I'm also thinking about raising the stem up a little to get away from the aggressive stance. Wondering if that is a good idea or if someone has tried it and let me know how it went.

That's about it. Thanks for reading. Peace.


----------



## bedwards1000 (May 31, 2011)

I converted my full ridged Bridgestone and it works great. I totally love the bike but wanted a FS mountain bike so it got a second lease on life. The conversion was mostly adding fenders and changing the tires. It already had a rigid fork so I can't help you there. If you are use to the aggressive stance why not keep it? I was use to the ride on mine so I kept it as-is.


----------



## chantheman84 (Sep 20, 2011)

I ride my Specialized Fsr XC Full sus race bike 26 miles from my commute without changing anything


----------



## ChetPunisher (Mar 18, 2012)

I'm gonna try the stem first and see if I like the feel...


----------



## mack_turtle (Jan 6, 2009)

Surly 1x1 fork!

can you put a rear rack on the bike? there are tons of threads about backpack vs. messenger bag vs. panniers. my experience is that backpacks are always HOT and hurt my shoulders. I recently got a rack/pannier setup and it's MUCH more comfortable to ride like that.


----------



## ChetPunisher (Mar 18, 2012)

Which Surly do I need? What size should I look for with rim brakes?


----------



## martinsillo (Jul 31, 2009)

I did that to my 2009 4500... go and check the travel your current fork has....I'll assume it would be 80 or 100mm

I ended up with a shorter fork on my bike due to lack of knowledge of the guy at the lbs and me being in a hurry to do the swap and not doing my web work...so don't do that!...I still sometime hit the street with my pedals.

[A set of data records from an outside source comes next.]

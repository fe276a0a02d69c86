//! Input validators.
//!
//! Pure predicates over operator input. Callers reprompt on failure, so every
//! error carries a message fit to show the operator directly.

use std::os::unix::fs::FileTypeExt;
use std::path::Path;
use thiserror::Error;

const GIB: u64 = 1024 * 1024 * 1024;

/// EFI system partition size in GB.
pub const EFI_SIZE_GB: u64 = 1;
/// Smallest root partition accepted, in GB.
pub const MIN_ROOT_GB: u64 = 50;
/// Smallest home partition accepted, in GB.
pub const MIN_HOME_GB: u64 = 20;
/// Smallest target disk accepted, in GB (EFI + root + home minimums).
pub const MIN_DISK_GB: u64 = EFI_SIZE_GB + MIN_ROOT_GB + MIN_HOME_GB;

/// Why an input was rejected.
#[derive(Error, Debug, Clone, PartialEq, Eq)]
pub enum ValidationError {
    #[error("{field} must not be empty")]
    Empty { field: &'static str },

    #[error("{field} '{value}' may only contain {allowed}")]
    InvalidCharacters {
        field: &'static str,
        value: String,
        allowed: &'static str,
    },

    #[error("{field} is too long ({len} > {max} characters)")]
    TooLong {
        field: &'static str,
        len: usize,
        max: usize,
    },

    #[error("{0} is not a block device")]
    NotBlockDevice(String),

    #[error("{device} is mounted at {mountpoint}")]
    Mounted { device: String, mountpoint: String },

    #[error(
        "Insufficient disk space: {available_gb}GB available, {required_gb}GB required ({shortfall_gb}GB short)"
    )]
    InsufficientSpace {
        available_gb: u64,
        required_gb: u64,
        shortfall_gb: u64,
    },

    #[error("Root partition must be at least 50GB (got {0}GB)")]
    RootTooSmall(u64),

    #[error("Root size {root_gb}GB leaves {home_gb}GB for home; home needs at least 20GB")]
    HomeTooSmall { root_gb: u64, home_gb: u64 },

    #[error("Root size {root_gb}GB does not fit on a {available_gb}GB disk")]
    RootTooLarge { root_gb: u64, available_gb: u64 },

    #[error("'{0}' is not a valid size in GB")]
    NotANumber(String),

    #[error("Timezone '{0}' is not a zoneinfo name")]
    InvalidTimezone(String),
}

fn check_charset(
    field: &'static str,
    value: &str,
    max: usize,
    allow_underscore: bool,
) -> Result<(), ValidationError> {
    if value.is_empty() {
        return Err(ValidationError::Empty { field });
    }
    let ok = value.chars().all(|c| {
        c.is_ascii_alphanumeric() || c == '-' || (allow_underscore && c == '_')
    });
    if !ok {
        return Err(ValidationError::InvalidCharacters {
            field,
            value: value.to_string(),
            allowed: if allow_underscore {
                "letters, digits, '-' and '_'"
            } else {
                "letters, digits and '-'"
            },
        });
    }
    if value.len() > max {
        return Err(ValidationError::TooLong {
            field,
            len: value.len(),
            max,
        });
    }
    Ok(())
}

/// `^[A-Za-z0-9-]+$`, at most 63 characters.
pub fn validate_hostname(hostname: &str) -> Result<(), ValidationError> {
    check_charset("Hostname", hostname, 63, false)
}

/// `^[A-Za-z0-9_-]+$`, at most 32 characters.
pub fn validate_username(username: &str) -> Result<(), ValidationError> {
    check_charset("Username", username, 32, true)
}

/// `^[A-Za-z0-9_-]+$`; used for LUKS mapper names.
pub fn validate_volume_name(name: &str) -> Result<(), ValidationError> {
    check_charset("Volume name", name, 64, true)
}

/// Console keymap name such as `us` or `de-latin1`.
pub fn validate_keymap(keymap: &str) -> Result<(), ValidationError> {
    check_charset("Keymap", keymap, 64, true)
}

/// Zoneinfo-style name such as `Europe/Berlin` or `UTC`.
pub fn validate_timezone(tz: &str) -> Result<(), ValidationError> {
    if tz.is_empty() {
        return Err(ValidationError::Empty { field: "Timezone" });
    }
    let ok = !tz.starts_with('/')
        && tz.split('/').all(|part| !part.is_empty() && part != ".." && part != ".")
        && tz
            .chars()
            .all(|c| c.is_ascii_alphanumeric() || matches!(c, '/' | '_' | '-' | '+'));
    if ok {
        Ok(())
    } else {
        Err(ValidationError::InvalidTimezone(tz.to_string()))
    }
}

/// Every mountpoint of `device` or any of its partitions in a
/// `/proc/mounts`-formatted table, in table order.
pub fn device_mounts(device: &str, mount_table: &str) -> Vec<String> {
    mount_table
        .lines()
        .filter_map(|line| {
            let mut fields = line.split_whitespace();
            let source = fields.next()?;
            let target = fields.next()?;
            let rest = source.strip_prefix(device)?;
            // "/dev/sda" must match "/dev/sda2" and "/dev/nvme0n1p2" but not "/dev/sdab"
            let is_partition = rest.is_empty()
                || rest.chars().all(|c| c.is_ascii_digit())
                || rest
                    .strip_prefix('p')
                    .is_some_and(|n| !n.is_empty() && n.chars().all(|c| c.is_ascii_digit()));
            is_partition.then(|| target.replace("\\040", " "))
        })
        .collect()
}

/// First mountpoint of `device` or any of its partitions.
pub fn find_mount(device: &str, mount_table: &str) -> Option<String> {
    device_mounts(device, mount_table).into_iter().next()
}

/// The path must be a block device that is not currently mounted.
pub fn validate_block_device(path: &Path, mount_table: &str) -> Result<(), ValidationError> {
    let is_block = std::fs::metadata(path)
        .map(|m| m.file_type().is_block_device())
        .unwrap_or(false);
    validate_device_state(path, is_block, mount_table)
}

/// [`validate_block_device`] with the block-device check already done.
pub fn validate_device_state(
    path: &Path,
    is_block_device: bool,
    mount_table: &str,
) -> Result<(), ValidationError> {
    let display = path.display().to_string();
    if !is_block_device {
        return Err(ValidationError::NotBlockDevice(display));
    }
    if let Some(mountpoint) = find_mount(&display, mount_table) {
        return Err(ValidationError::Mounted {
            device: display,
            mountpoint,
        });
    }
    Ok(())
}

/// Returns the available space in whole GB when the device holds at least
/// `MIN_DISK_GB` GiB.
pub fn check_disk_space(device_bytes: u64) -> Result<u64, ValidationError> {
    let required_bytes = MIN_DISK_GB * GIB;
    let available_gb = device_bytes / GIB;
    if device_bytes < required_bytes {
        let shortfall = required_bytes - device_bytes;
        return Err(ValidationError::InsufficientSpace {
            available_gb,
            required_gb: MIN_DISK_GB,
            shortfall_gb: shortfall.div_ceil(GIB),
        });
    }
    Ok(available_gb)
}

/// Computed root/home split for a disk.
#[derive(Debug, Clone, Copy, PartialEq, Eq)]
pub struct PartitionSizes {
    pub root_gb: u64,
    pub home_gb: u64,
}

/// Split `available_gb` into EFI (1GB), root and home.
pub fn compute_partition_sizes(
    available_gb: u64,
    root_gb: u64,
) -> Result<PartitionSizes, ValidationError> {
    if root_gb < MIN_ROOT_GB {
        return Err(ValidationError::RootTooSmall(root_gb));
    }
    let home_gb = available_gb
        .checked_sub(EFI_SIZE_GB)
        .and_then(|rest| rest.checked_sub(root_gb))
        .ok_or(ValidationError::RootTooLarge {
            root_gb,
            available_gb,
        })?;
    if home_gb < MIN_HOME_GB {
        return Err(ValidationError::HomeTooSmall { root_gb, home_gb });
    }
    Ok(PartitionSizes { root_gb, home_gb })
}

/// Parse a size typed by the operator ("60", "60G", "60GB").
pub fn parse_size_gb(input: &str) -> Result<u64, ValidationError> {
    let trimmed = input.trim();
    let digits = trimmed
        .strip_suffix("GB")
        .or_else(|| trimmed.strip_suffix("gb"))
        .or_else(|| trimmed.strip_suffix('G'))
        .or_else(|| trimmed.strip_suffix('g'))
        .unwrap_or(trimmed);
    digits
        .trim()
        .parse()
        .map_err(|_| ValidationError::NotANumber(input.to_string()))
}

#[cfg(test)]
mod tests {
    use super::*;

    #[test]
    fn test_hostname_accepts_dashes_and_digits() {
        assert!(validate_hostname("arch-box-01").is_ok());
        assert!(validate_hostname("A").is_ok());
    }

    #[test]
    fn test_hostname_rejections() {
        for bad in ["", "arch.box", "arch_box", "arch box", "ärch", "host\n"] {
            assert!(validate_hostname(bad).is_err(), "{:?} should be rejected", bad);
        }
        assert!(matches!(
            validate_hostname(&"a".repeat(64)),
            Err(ValidationError::TooLong { .. })
        ));
    }

    #[test]
    fn test_username_and_volume_allow_underscore() {
        assert!(validate_username("dev_user-1").is_ok());
        assert!(validate_volume_name("crypt_root").is_ok());
        assert!(validate_username("root user").is_err());
        assert!(validate_volume_name("crypt/root").is_err());
        assert!(validate_volume_name("").is_err());
    }

    #[test]
    fn test_timezone() {
        assert!(validate_timezone("UTC").is_ok());
        assert!(validate_timezone("America/Argentina/Buenos_Aires").is_ok());
        assert!(validate_timezone("Etc/GMT+3").is_ok());
        assert!(validate_timezone("../etc/passwd").is_err());
        assert!(validate_timezone("/UTC").is_err());
        assert!(validate_timezone("").is_err());
    }

    #[test]
    fn test_find_mount_matches_partitions_only() {
        let table = "\
/dev/sda2 / ext4 rw 0 0
/dev/nvme0n1p1 /boot vfat rw 0 0
/dev/sdab1 /data\\040disk xfs rw 0 0
";
        assert_eq!(find_mount("/dev/sda", table), Some("/".to_string()));
        assert_eq!(find_mount("/dev/nvme0n1", table), Some("/boot".to_string()));
        assert_eq!(find_mount("/dev/sdab", table), Some("/data disk".to_string()));
        assert_eq!(find_mount("/dev/sdb", table), None);
        assert_eq!(find_mount("/dev/nvme0n", table), None);
    }

    #[test]
    fn test_device_mounts_lists_all_partitions() {
        let table = "\
/dev/sdb2 /mnt btrfs rw 0 0
/dev/sdb1 /mnt/boot vfat rw 0 0
/dev/sda1 / ext4 rw 0 0
";
        assert_eq!(device_mounts("/dev/sdb", table), vec!["/mnt", "/mnt/boot"]);
        assert!(device_mounts("/dev/sdc", table).is_empty());
    }

    #[test]
    fn test_validate_device_state() {
        let table = "/dev/sda2 / ext4 rw 0 0\n";
        assert!(validate_device_state(Path::new("/dev/sdb"), true, table).is_ok());
        assert!(matches!(
            validate_device_state(Path::new("/dev/sda"), true, table),
            Err(ValidationError::Mounted { .. })
        ));
        assert!(matches!(
            validate_device_state(Path::new("/dev/sdb"), false, table),
            Err(ValidationError::NotBlockDevice(_))
        ));
    }

    #[test]
    fn test_validate_block_device_rejects_regular_file() {
        let file = tempfile::NamedTempFile::new().unwrap();
        assert!(matches!(
            validate_block_device(file.path(), ""),
            Err(ValidationError::NotBlockDevice(_))
        ));
        assert!(validate_block_device(Path::new("/dev/does-not-exist-42"), "").is_err());
    }

    #[test]
    fn test_check_disk_space_threshold() {
        let threshold = 71 * GIB;
        assert_eq!(check_disk_space(threshold), Ok(71));
        assert_eq!(check_disk_space(200 * GIB + 12345), Ok(200));

        let err = check_disk_space(threshold - 1).unwrap_err();
        assert_eq!(
            err,
            ValidationError::InsufficientSpace {
                available_gb: 70,
                required_gb: 71,
                shortfall_gb: 1,
            }
        );
        assert!(err.to_string().contains("1GB short"));

        let err = check_disk_space(32 * GIB).unwrap_err();
        assert!(err.to_string().contains("39GB short"));
    }

    #[test]
    fn test_partition_sizes() {
        assert_eq!(
            compute_partition_sizes(200, 50),
            Ok(PartitionSizes {
                root_gb: 50,
                home_gb: 149
            })
        );
        assert_eq!(
            compute_partition_sizes(200, 49),
            Err(ValidationError::RootTooSmall(49))
        );
        // 200 - 1 - 180 = 19 < 20
        assert!(matches!(
            compute_partition_sizes(200, 180),
            Err(ValidationError::HomeTooSmall { home_gb: 19, .. })
        ));
        assert_eq!(compute_partition_sizes(71, 50).unwrap().home_gb, 20);
        // Root larger than the disk
        assert_eq!(
            compute_partition_sizes(100, 500),
            Err(ValidationError::RootTooLarge {
                root_gb: 500,
                available_gb: 100
            })
        );
        // Exactly the disk minus the EFI partition leaves no home at all
        assert!(matches!(
            compute_partition_sizes(100, 99),
            Err(ValidationError::HomeTooSmall { home_gb: 0, .. })
        ));
    }

    #[test]
    fn test_partition_sizes_reject_huge_root() {
        let huge = parse_size_gb("18446744073709551615").unwrap();
        assert!(matches!(
            compute_partition_sizes(200, huge),
            Err(ValidationError::RootTooLarge { .. })
        ));
        assert!(matches!(
            compute_partition_sizes(200, 1 << 63),
            Err(ValidationError::RootTooLarge { .. })
        ));
    }

    #[test]
    fn test_keymap_errors_name_the_keymap() {
        assert!(validate_keymap("de-latin1").is_ok());
        let err = validate_keymap("us intl").unwrap_err();
        assert!(matches!(err, ValidationError::InvalidCharacters { field: "Keymap", .. }));
        assert!(err.to_string().starts_with("Keymap 'us intl'"));
    }

    #[test]
    fn test_parse_size_gb() {
        assert_eq!(parse_size_gb("60"), Ok(60));
        assert_eq!(parse_size_gb(" 75GB "), Ok(75));
        assert_eq!(parse_size_gb("80G"), Ok(80));
        assert!(parse_size_gb("sixty").is_err());
        assert!(parse_size_gb("-5").is_err());
    }
}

probably Surly's 1x1 or Troll forks will do the job once you know the specs of your fork. I would go Troll due to the braze ons.


----------



## ChetPunisher (Mar 18, 2012)

Thanks for the heads up...


----------



## mack_turtle (Jan 6, 2009)

apparently the 4900 came with a 80mm suspension fork, so look for a 80mm "suspension corrected" rigid fork. I think you could use a 100mm fork too, it would just raise the front end of bike bike a bit, which might be what you're looking for to bring the handlebar a little higher.

the surly 1x1 comes in 80mm and 100mm. the Troll fork is a 100mm fork that gives you the option of putting a front rack on your bike too.


----------



## ChetPunisher (Mar 18, 2012)

Thanks


----------



## skankingbiker (Jan 15, 2010)

Here is what I did to my old mountain bike....used a surly 1x1 fork 80mm I think.


----------



## Ranger Radon (Aug 15, 2011)

I did somewhat the same...

added a Kona P2 Fork 80mm, the frame is fine with either 80 or 100, for city riding i prefer the lower, for a long commute the latter, but I won´t put any money on me being able to tell the difference what so ever. :gogo:


----------



## mack_turtle (Jan 6, 2009)

skankingbiker said:


> Here is what I did to my old mountain bike....used a surly 1x1 fork 80mm I think.


what handlebar is that?


----------



## jeffscott (May 10, 2006)

ChetPunisher said:


> Hi guys,
> 1st official thread. I'm planning on converting my 2004 Trek 4900 to my commuter. I have ridden a few times to work. 14 miles round trip. A few good up hills. It doesn't have disc brakes and I'm planning on swapping out my shocks to rigid forks. I have slicks on the bike already. I use a backpack for extra stuff.
> 
> Any suggestion on what forks I should go with? What material?
> ...


Should be able to just up the air pressure or crank down on the spring to just about lock out the fork....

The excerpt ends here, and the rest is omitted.